I'm connecting to Drupal 7 through services and OAuth. All is working fine and I'm able to connect except in one situation:

When a client has a timestamp 10 minutes later (the server is working with punctual UTC+1).
The client tries to fetch token and the server refuses it with message "Unauthorized: Expired timestamp, yours 1341148133, ours 1341147701"

In OAuth.php: timestamp_threshold = 300 (5 minutes).
In function check_timestamp(), line 676 it takes time() (so it will get it in server timezone).

Any solution?
Also what will happens when client and server are in a different timezone?

For the moment the only solution is to avoid check_timestamp($timestamp) at line 648 in check_signature():

  /**
   * all-in-one function to check the signature on a request
   * should guess the signature method appropriately
   */
  private function check_signature($request, $consumer, $token) {
    // this should probably be in a different method
    $timestamp = $request instanceof OAuthRequest
        ? $request->get_parameter('oauth_timestamp')
        : NULL;
    $nonce = $request instanceof OAuthRequest
        ? $request->get_parameter('oauth_nonce')
        : NULL;
    //$this->check_timestamp($timestamp); // <-- TIMEZONE Errors!
    $this->check_nonce($consumer, $token, $nonce, $timestamp);

    $signature_method = $this->get_signature_method($request);

    $signature = $request->get_parameter('oauth_signature');
    $valid_sig = $signature_method->check_signature(
      $request,
      $consumer,
      $token,
      $signature
    );

    if (!$valid_sig) {
      throw new OAuthException("Invalid signature");
    }
  }

Which are the risks?

Thanks,
Miguel

Comments

miqmago’s picture

Issue summary: View changes

Adding code

g10’s picture

This also fixes the issue when using 2-legged auth in an app and the client device (desktop, mobile…) its clock is not correctly set.

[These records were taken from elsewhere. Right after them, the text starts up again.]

//! AniDB HTTP API client.
//!
//! AniDB speaks XML and identifies callers by a registered client string
//! carried in every request URL; that credential is redacted from any error
//! text before it can reach logs or status rows.

use anyhow::Result;
use chrono::{NaiveDate, Utc};
use reqwest::Client;
use serde::Deserialize;
use std::sync::Arc;

use crate::constants::rate;
use crate::domain::{ContentStatus, MediaType, Source};
use crate::models::content::{ContentRecord, EpisodeInfo};
use crate::services::rate_limit::RequestGate;

const ANIDB_API: &str = "http://api.anidb.net:9001/httpapi";
const ANIDB_IMAGE_BASE: &str = "https://cdn-eu.anidb.net/images/main";
const PROTOVER: &str = "1";

#[derive(Debug, Deserialize)]
pub struct AnidbAnime {
    #[serde(rename = "@id")]
    pub id: i64,
    #[serde(rename = "type")]
    pub anime_type: Option<String>,
    pub episodecount: Option<i32>,
    pub startdate: Option<String>,
    pub enddate: Option<String>,
    pub titles: Option<AnidbTitles>,
    pub description: Option<String>,
    pub ratings: Option<AnidbRatings>,
    pub picture: Option<String>,
    pub tags: Option<AnidbTags>,
    pub episodes: Option<AnidbEpisodes>,
}

#[derive(Debug, Deserialize)]
pub struct AnidbTitles {
    #[serde(rename = "title", default)]
    pub entries: Vec<AnidbTitle>,
}

#[derive(Debug, Deserialize)]
pub struct AnidbTitle {
    #[serde(rename = "@type")]
    pub title_type: Option<String>,
    #[serde(rename = "@xml:lang")]
    pub lang: Option<String>,
    #[serde(rename = "$text")]
    pub value: String,
}

#[derive(Debug, Deserialize)]
pub struct AnidbRatings {
    pub permanent: Option<AnidbRating>,
    pub temporary: Option<AnidbRating>,
}

#[derive(Debug, Deserialize)]
pub struct AnidbRating {
    #[serde(rename = "@count")]
    pub count: Option<i32>,
    #[serde(rename = "$text")]
    pub value: Option<f64>,
}

#[derive(Debug, Deserialize)]
pub struct AnidbTags {
    #[serde(rename = "tag", default)]
    pub entries: Vec<AnidbTag>,
}

#[derive(Debug, Deserialize)]
pub struct AnidbTag {
    pub name: Option<String>,
}

#[derive(Debug, Deserialize)]
pub struct AnidbEpisodes {
    #[serde(rename = "episode", default)]
    pub entries: Vec<AnidbEpisode>,
}

#[derive(Debug, Deserialize)]
pub struct AnidbEpisode {
    #[serde(rename = "@id")]
    pub id: i64,
    pub epno: Option<AnidbEpno>,
    pub airdate: Option<String>,
    pub rating: Option<AnidbRating>,
    #[serde(rename = "title", default)]
    pub titles: Vec<AnidbTitle>,
}

#[derive(Debug, Deserialize)]
pub struct AnidbEpno {
    /// 1 = regular episode, everything else is specials/openings/trailers.
    #[serde(rename = "@type")]
    pub epno_type: Option<String>,
    #[serde(rename = "$text")]
    pub value: Option<String>,
}

#[derive(Debug, Deserialize)]
struct HotAnimeList {
    #[serde(rename = "anime", default)]
    anime: Vec<AnidbAnime>,
}

impl AnidbAnime {
    /// Main title, preferring the official English one.
    #[must_use]
    pub fn preferred_title(&self) -> Option<String> {
        let entries = &self.titles.as_ref()?.entries;
        entries
            .iter()
            .find(|t| {
                t.lang.as_deref() == Some("en") && t.title_type.as_deref() == Some("official")
            })
            .or_else(|| entries.iter().find(|t| t.title_type.as_deref() == Some("main")))
            .or_else(|| entries.first())
            .map(|t| t.value.clone())
    }
}

pub struct AnidbClient {
    client: Client,
    client_name: String,
    client_version: String,
    gate: Arc<RequestGate>,
}

impl AnidbClient {
    #[must_use]
    pub fn new(client: Client, client_name: String, client_version: String) -> Self {
        Self {
            client,
            client_name,
            client_version,
            gate: Arc::new(RequestGate::new(
                "anidb",
                rate::ANIDB_LIMIT,
                rate::ANIDB_WINDOW,
            )),
        }
    }

    fn redact(&self, text: &str) -> String {
        super::redact(text, &self.client_name)
    }

    async fn request(&self, params: &[(&str, &str)]) -> Result<String> {
        self.gate.acquire().await;

        let mut query: Vec<(&str, &str)> = vec![
            ("client", self.client_name.as_str()),
            ("clientver", self.client_version.as_str()),
            ("protover", PROTOVER),
        ];
        query.extend_from_slice(params);

        let response = self
            .client
            .get(ANIDB_API)
            .query(&query)
            .send()
            .await
            .map_err(|e| anyhow::anyhow!(self.redact(&e.to_string())))?;

        if !response.status().is_success() {
            let status = response.status();
            return Err(anyhow::anyhow!("AniDB API error: {status}"));
        }

        let body = response
            .text()
            .await
            .map_err(|e| anyhow::anyhow!(self.redact(&e.to_string())))?;

        if body.trim_start().starts_with("<error") {
            return Err(anyhow::anyhow!(
                "AniDB API error: {}",
                self.redact(body.trim())
            ));
        }

        Ok(body)
    }

    pub async fn get_anime(&self, aid: i64) -> Result<Option<AnidbAnime>> {
        let aid_param = aid.to_string();
        let body = match self
            .request(&[("request", "anime"), ("aid", aid_param.as_str())])
            .await
        {
            Ok(body) => body,
            // AniDB reports unknown ids through its error payload.
            Err(e) if e.to_string().contains("ANIME_NOT_FOUND") => return Ok(None),
            Err(e) => return Err(e),
        };

        let anime: AnidbAnime = quick_xml::de::from_str(&body)
            .map_err(|e| anyhow::anyhow!("AniDB XML parse error: {e}"))?;
        Ok(Some(anime))
    }

    /// The currently-hot list; AniDB has no paginated full index, so this
    /// is the browsable catalog surface.
    pub async fn hot_anime(&self) -> Result<Vec<AnidbAnime>> {
        let body = self.request(&[("request", "hotanime")]).await?;
        let list: HotAnimeList = quick_xml::de::from_str(&body)
            .map_err(|e| anyhow::anyhow!("AniDB XML parse error: {e}"))?;
        Ok(list.anime)
    }
}

/// AniDB carries no status vocabulary; derive one from the air dates.
#[must_use]
pub fn derive_status(startdate: Option<&str>, enddate: Option<&str>) -> Option<ContentStatus> {
    let today = Utc::now().date_naive();
    let parse = |raw: &str| NaiveDate::parse_from_str(raw, "%Y-%m-%d").ok();

    if let Some(end) = enddate.and_then(parse) {
        if end <= today {
            return Some(ContentStatus::Completed);
        }
    }
    match startdate.and_then(parse) {
        Some(start) if start <= today => Some(ContentStatus::Airing),
        Some(_) => Some(ContentStatus::Upcoming),
        None => None,
    }
}

#[must_use]
pub fn to_content_record(anime: &AnidbAnime) -> ContentRecord {
    let title = anime
        .preferred_title()
        .unwrap_or_else(|| format!("AniDB #{}", anime.id));
    let mut record = ContentRecord::new(
        Source::Anidb,
        anime.id.to_string(),
        title,
        MediaType::Anime,
    );

    record.overview = anime.description.as_deref().and_then(super::strip_html);
    record.tags = anime
        .tags
        .as_ref()
        .map(|tags| tags.entries.iter().filter_map(|t| t.name.clone()).collect())
        .unwrap_or_default();
    record.poster_url = anime
        .picture
        .as_ref()
        .map(|p| format!("{ANIDB_IMAGE_BASE}/{p}"));
    record.year = anime
        .startdate
        .as_deref()
        .and_then(|d| d.get(..4))
        .and_then(|y| y.parse().ok());
    record.end_year = anime
        .enddate
        .as_deref()
        .and_then(|d| d.get(..4))
        .and_then(|y| y.parse().ok());
    record.release_date = anime.startdate.clone();
    record.status = derive_status(anime.startdate.as_deref(), anime.enddate.as_deref());
    record.total_episodes = anime.episodecount;

    if let Some(ratings) = &anime.ratings {
        let permanent = ratings.permanent.as_ref().or(ratings.temporary.as_ref());
        record.rating = permanent.and_then(|r| r.value);
    }

    if let Some(episodes) = &anime.episodes {
        record.episode_data = episodes
            .entries
            .iter()
            .filter(|e| {
                e.epno
                    .as_ref()
                    .and_then(|n| n.epno_type.as_deref())
                    .unwrap_or("1")
                    == "1"
            })
            .filter_map(|e| {
                let number = e
                    .epno
                    .as_ref()
                    .and_then(|n| n.value.as_deref())
                    .and_then(|v| v.parse().ok())?;
                Some(EpisodeInfo {
                    id: Some(e.id),
                    title: e
                        .titles
                        .iter()
                        .find(|t| t.lang.as_deref() == Some("en"))
                        .or_else(|| e.titles.first())
                        .map(|t| t.value.clone()),
                    season: None,
                    number,
                    airdate: e.airdate.clone(),
                    summary: None,
                    score: e.rating.as_ref().and_then(|r| r.value),
                    filler: None,
                    recap: None,
                })
            })
            .collect();
    }

    record
}

#[cfg(test)]
mod tests {
    use super::*;

    #[test]
    fn status_derived_from_air_dates() {
        assert_eq!(
            derive_status(Some("1999-01-03"), Some("1999-03-28")),
            Some(ContentStatus::Completed)
        );
        assert_eq!(
            derive_status(Some("1999-01-03"), None),
            Some(ContentStatus::Airing)
        );
        assert_eq!(
            derive_status(Some("2999-01-01"), None),
            Some(ContentStatus::Upcoming)
        );
        assert_eq!(derive_status(None, None), None);
    }

    #[test]
    fn parses_anime_xml_and_converts() {
        let xml = r#"
            <anime id="1" restricted="false">
              <type>TV Series</type>
              <episodecount>13</episodecount>
              <startdate>1999-01-03</startdate>
              <enddate>1999-03-28</enddate>
              <titles>
                <title xml:lang="x-jat" type="main">Seikai no Monshou</title>
                <title xml:lang="en" type="official">Crest of the Stars</title>
              </titles>
              <description>Banner of the Stars precursor &amp; space opera.</description>
              <ratings><permanent count="4523">8.16</permanent></ratings>
              <picture>12.jpg</picture>
              <tags><tag id="30"><name>space travel</name></tag></tags>
              <episodes>
                <episode id="100"><epno type="1">1</epno><airdate>1999-01-03</airdate>
                  <title xml:lang="en">Invasion</title></episode>
                <episode id="101"><epno type="2">S1</epno></episode>
              </episodes>
            </anime>"#;

        let anime: AnidbAnime = quick_xml::de::from_str(xml).unwrap();
        let record = to_content_record(&anime);

        assert_eq!(record.key(), (Source::Anidb, "1"));
        assert_eq!(record.title, "Crest of the Stars");
        assert_eq!(record.status, Some(ContentStatus::Completed));
        assert_eq!(record.year, Some(1999));
        assert_eq!(record.rating, Some(8.16));
        assert_eq!(record.tags, vec!["space travel".to_string()]);
        // The special (epno type 2) is filtered out.
        assert_eq!(record.episode_data.len(), 1);
        assert_eq!(record.episode_data[0].number, 1);
        assert_eq!(record.episode_data[0].title.as_deref(), Some("Invasion"));
    }
}
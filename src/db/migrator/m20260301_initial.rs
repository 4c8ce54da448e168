use sea_orm_migration::prelude::*;

#[derive(DeriveMigrationName)]
pub struct Migration;

#[async_trait::async_trait]
impl MigrationTrait for Migration {
    async fn up(&self, manager: &SchemaManager) -> Result<(), DbErr> {
        manager
            .create_table(
                Table::create()
                    .table(ContentRecords::Table)
                    .if_not_exists()
                    .col(
                        ColumnDef::new(ContentRecords::Id)
                            .integer()
                            .not_null()
                            .auto_increment()
                            .primary_key(),
                    )
                    .col(ColumnDef::new(ContentRecords::Source).string().not_null())
                    .col(
                        ColumnDef::new(ContentRecords::SourceId)
                            .string()
                            .not_null(),
                    )
                    .col(ColumnDef::new(ContentRecords::Title).string().not_null())
                    .col(
                        ColumnDef::new(ContentRecords::MediaType)
                            .string()
                            .not_null(),
                    )
                    .col(ColumnDef::new(ContentRecords::Overview).text())
                    .col(ColumnDef::new(ContentRecords::Genres).text())
                    .col(ColumnDef::new(ContentRecords::Tags).text())
                    .col(ColumnDef::new(ContentRecords::PosterUrl).string())
                    .col(ColumnDef::new(ContentRecords::BackdropUrl).string())
                    .col(ColumnDef::new(ContentRecords::Popularity).double())
                    .col(ColumnDef::new(ContentRecords::Year).integer())
                    .col(ColumnDef::new(ContentRecords::EndYear).integer())
                    .col(ColumnDef::new(ContentRecords::ReleaseDate).string())
                    .col(ColumnDef::new(ContentRecords::Status).string())
                    .col(ColumnDef::new(ContentRecords::TotalSeasons).integer())
                    .col(ColumnDef::new(ContentRecords::TotalEpisodes).integer())
                    .col(ColumnDef::new(ContentRecords::Season).string())
                    .col(ColumnDef::new(ContentRecords::Network).string())
                    .col(ColumnDef::new(ContentRecords::AirTime).string())
                    .col(ColumnDef::new(ContentRecords::AirDays).text())
                    .col(ColumnDef::new(ContentRecords::Studio).string())
                    .col(ColumnDef::new(ContentRecords::SourceMaterial).string())
                    .col(ColumnDef::new(ContentRecords::Runtime).integer())
                    .col(ColumnDef::new(ContentRecords::EpisodeData).text())
                    .col(ColumnDef::new(ContentRecords::Rating).double())
                    .col(ColumnDef::new(ContentRecords::MalRating).double())
                    .col(ColumnDef::new(ContentRecords::ImdbRating).double())
                    .col(ColumnDef::new(ContentRecords::ImdbId).string())
                    .col(ColumnDef::new(ContentRecords::VoteCount).integer())
                    .col(ColumnDef::new(ContentRecords::RottenTomatoesRating).string())
                    .col(ColumnDef::new(ContentRecords::ImdbCheckedAt).string())
                    .col(
                        ColumnDef::new(ContentRecords::CreatedAt)
                            .string()
                            .not_null(),
                    )
                    .col(
                        ColumnDef::new(ContentRecords::LastUpdated)
                            .string()
                            .not_null(),
                    )
                    .to_owned(),
            )
            .await?;

        // One row per (source, source_id); phase 2 relies on this for
        // idempotent re-imports.
        manager
            .create_index(
                Index::create()
                    .name("idx_content_source_source_id")
                    .table(ContentRecords::Table)
                    .col(ContentRecords::Source)
                    .col(ContentRecords::SourceId)
                    .unique()
                    .to_owned(),
            )
            .await?;

        manager
            .create_index(
                Index::create()
                    .name("idx_content_media_type_status")
                    .table(ContentRecords::Table)
                    .col(ContentRecords::MediaType)
                    .col(ContentRecords::Status)
                    .to_owned(),
            )
            .await?;

        manager
            .create_index(
                Index::create()
                    .name("idx_content_imdb_rating")
                    .table(ContentRecords::Table)
                    .col(ContentRecords::ImdbRating)
                    .to_owned(),
            )
            .await?;

        manager
            .create_table(
                Table::create()
                    .table(ImportStatus::Table)
                    .if_not_exists()
                    .col(
                        ColumnDef::new(ImportStatus::Source)
                            .string()
                            .not_null()
                            .primary_key(),
                    )
                    .col(
                        ColumnDef::new(ImportStatus::IsActive)
                            .boolean()
                            .not_null()
                            .default(false),
                    )
                    .col(
                        ColumnDef::new(ImportStatus::CurrentPage)
                            .integer()
                            .not_null()
                            .default(1),
                    )
                    .col(
                        ColumnDef::new(ImportStatus::TotalImported)
                            .integer()
                            .not_null()
                            .default(0),
                    )
                    .col(ColumnDef::new(ImportStatus::TotalAvailable).integer())
                    .col(ColumnDef::new(ImportStatus::Phase1Progress).string())
                    .col(ColumnDef::new(ImportStatus::Phase2Progress).string())
                    .col(ColumnDef::new(ImportStatus::Phase3Progress).string())
                    .col(ColumnDef::new(ImportStatus::Errors).text())
                    .col(ColumnDef::new(ImportStatus::Cursor).text())
                    .col(ColumnDef::new(ImportStatus::LastSyncAt).string())
                    .col(ColumnDef::new(ImportStatus::CreatedAt).string().not_null())
                    .col(ColumnDef::new(ImportStatus::UpdatedAt).string().not_null())
                    .to_owned(),
            )
            .await
    }

    async fn down(&self, manager: &SchemaManager) -> Result<(), DbErr> {
        manager
            .drop_table(Table::drop().table(ImportStatus::Table).to_owned())
            .await?;
        manager
            .drop_table(Table::drop().table(ContentRecords::Table).to_owned())
            .await
    }
}

#[derive(DeriveIden)]
enum ContentRecords {
    Table,
    Id,
    Source,
    SourceId,
    Title,
    MediaType,
    Overview,
    Genres,
    Tags,
    PosterUrl,
    BackdropUrl,
    Popularity,
    Year,
    EndYear,
    ReleaseDate,
    Status,
    TotalSeasons,
    TotalEpisodes,
    Season,
    Network,
    AirTime,
    AirDays,
    Studio,
    SourceMaterial,
    Runtime,
    EpisodeData,
    Rating,
    MalRating,
    ImdbRating,
    ImdbId,
    VoteCount,
    RottenTomatoesRating,
    ImdbCheckedAt,
    CreatedAt,
    LastUpdated,
}

#[derive(DeriveIden)]
enum ImportStatus {
    Table,
    Source,
    IsActive,
    CurrentPage,
    TotalImported,
    TotalAvailable,
    Phase1Progress,
    Phase2Progress,
    Phase3Progress,
    Errors,
    Cursor,
    LastSyncAt,
    CreatedAt,
    UpdatedAt,
}
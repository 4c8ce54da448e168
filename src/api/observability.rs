use crate::api::AppState;
use axum::{extract::State, response::IntoResponse};
use std::sync::Arc;

use axum::{extract::Request, middleware::Next, response::Response};
use std::time::Instant;
use tracing::{Instrument, info, info_span};
use uuid::Uuid;

pub async fn get_metrics(State(state): State<Arc<AppState>>) -> impl IntoResponse {
    state.prometheus_handle.as_ref().map_or_else(
        || "Metrics not enabled or failed to initialize".to_string(),
        metrics_exporter_prometheus::PrometheusHandle::render,
    )
}

pub async fn track_requests(req: Request, next: Next) -> Response {
    let start = Instant::now();
    let request_id = Uuid::new_v4().to_string();

    let method = req.method().to_string();
    let uri = req.uri().path().to_string();

    let matched_path = req
        .extensions()
        .get::<axum::extract::MatchedPath>()
        .map(|mp| mp.as_str().to_string());

    let span = info_span!(
        "request",
        request_id = %request_id,
        method = %method,
        path = %uri,
    );

    async move {
        let response = next.run(req).await;

        let status = response.status().as_u16();

        // Use matched_path where available to avoid cardinality explosion
        let metrics_path = matched_path.as_deref().unwrap_or(&uri);

        let labels = [
            ("method", method.clone()),
            ("path", metrics_path.to_string()),
            ("status", status.to_string()),
        ];

        metrics::counter!("http_requests_total", &labels).increment(1);
        metrics::histogram!("http_request_duration_seconds", &labels)
            .record(start.elapsed().as_secs_f64());

        info!(
            event = "http_request_finished",
            duration_ms = u64::try_from(start.elapsed().as_millis()).unwrap_or(u64::MAX),
            status_code = status,
            "Request finished"
        );

        response
    }
    .instrument(span)
    .await
}
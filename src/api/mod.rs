use axum::{
    Router,
    http::HeaderValue,
    middleware,
    routing::{delete, get, post},
};
use std::sync::Arc;
use tower_http::cors::{Any, CorsLayer};
use tower_http::trace::TraceLayer;

use crate::config::Config;
use crate::state::SharedState;

mod backfill;
mod content;
mod error;
mod import;
mod observability;
mod system;
mod types;

pub use error::ApiError;
pub use types::*;

use metrics_exporter_prometheus::PrometheusHandle;

#[derive(Clone)]
pub struct AppState {
    pub shared: Arc<SharedState>,

    pub start_time: std::time::Instant,

    pub prometheus_handle: Option<PrometheusHandle>,
}

pub async fn create_app_state(
    shared: Arc<SharedState>,
    prometheus_handle: Option<PrometheusHandle>,
) -> Arc<AppState> {
    Arc::new(AppState {
        shared,
        start_time: std::time::Instant::now(),
        prometheus_handle,
    })
}

pub async fn create_app_state_from_config(
    config: Config,
    prometheus_handle: Option<PrometheusHandle>,
) -> anyhow::Result<Arc<AppState>> {
    let shared = Arc::new(SharedState::new(config).await?);
    Ok(create_app_state(shared, prometheus_handle).await)
}

pub async fn router(state: Arc<AppState>) -> Router {
    let cors_origins = {
        let config = state.shared.config.read().await;
        config.server.cors_allowed_origins.clone()
    };

    let api_router = Router::new()
        .route("/import/status", get(import::list_import_statuses))
        .route("/import/{source}/start", post(import::start_import))
        .route("/import/{source}/pause", post(import::pause_import))
        .route("/import/{source}/status", get(import::get_import_status))
        .route("/import/{source}", delete(import::delete_source_data))
        .route("/backfill/run", post(backfill::run_backfill))
        .route("/backfill/status", get(backfill::get_backfill_status))
        .route("/content", get(content::list_content))
        .route("/content/{id}", get(content::get_content))
        .route("/scheduler/status", get(system::get_scheduler_status))
        .route("/system/status", get(system::get_status))
        .route("/metrics", get(observability::get_metrics))
        .with_state(state);

    let cors_layer = if cors_origins.contains(&"*".to_string()) {
        CorsLayer::new().allow_origin(Any)
    } else {
        let origins: Vec<HeaderValue> =
            cors_origins.iter().filter_map(|s| s.parse().ok()).collect();
        CorsLayer::new().allow_origin(origins)
    };

    Router::new()
        .nest("/api", api_router)
        .layer(cors_layer.allow_methods(Any).allow_headers(Any))
        .layer(TraceLayer::new_for_http())
        .layer(middleware::from_fn(observability::track_requests))
}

IMHO, the implementation is not correct, according to the oAuth specs ( http://oauth.net/core/1.0/#nonce )

The timestamp value MUST be a positive integer and MUST be equal or greater than the timestamp used in previous requests.

So the only requirement is that the timestamp should be newer then the last timestamp used, not that it should be in a given range of the server time.

miqmago’s picture

Category: support » bug

Then I change it to bug.
If I knew where the last timestamp is stored (if it is, if it is not then I will create see how to create a db entry with last timestamp used field) I will try to repair it. I will take a look but don't know when...

g10’s picture

Timestamps are not being stored, cfr. check_timestamp() method.

Although stated in the oAuth specs as such, it still would cause problems for 2-legged.
Can you tell the difference between client A and B if they both use the same key/secret with 2-legged auth?
As I have implement it (could be faulty), is making one user with a consumer, then using that one key/secret for all the client apps,
as a result it is not possible to differentiate which client is making the call. (As said, I might have done it wrong)

With 3-legged there are distinct consumers, I guess storing the last timestamp for each consumer should work.

miqmago’s picture

Sorry about my ignorance... I don't know if I'm using 2 or 3 legged. I think it is 3 legged, because I create a consumer for each user.

As far as I understand from what you say, maybe would work for 2-legged to store the sid, or better the access token with last timestamp. Then you could differenciate each request.
I don't know if with 2-legged there is a different access token for each device.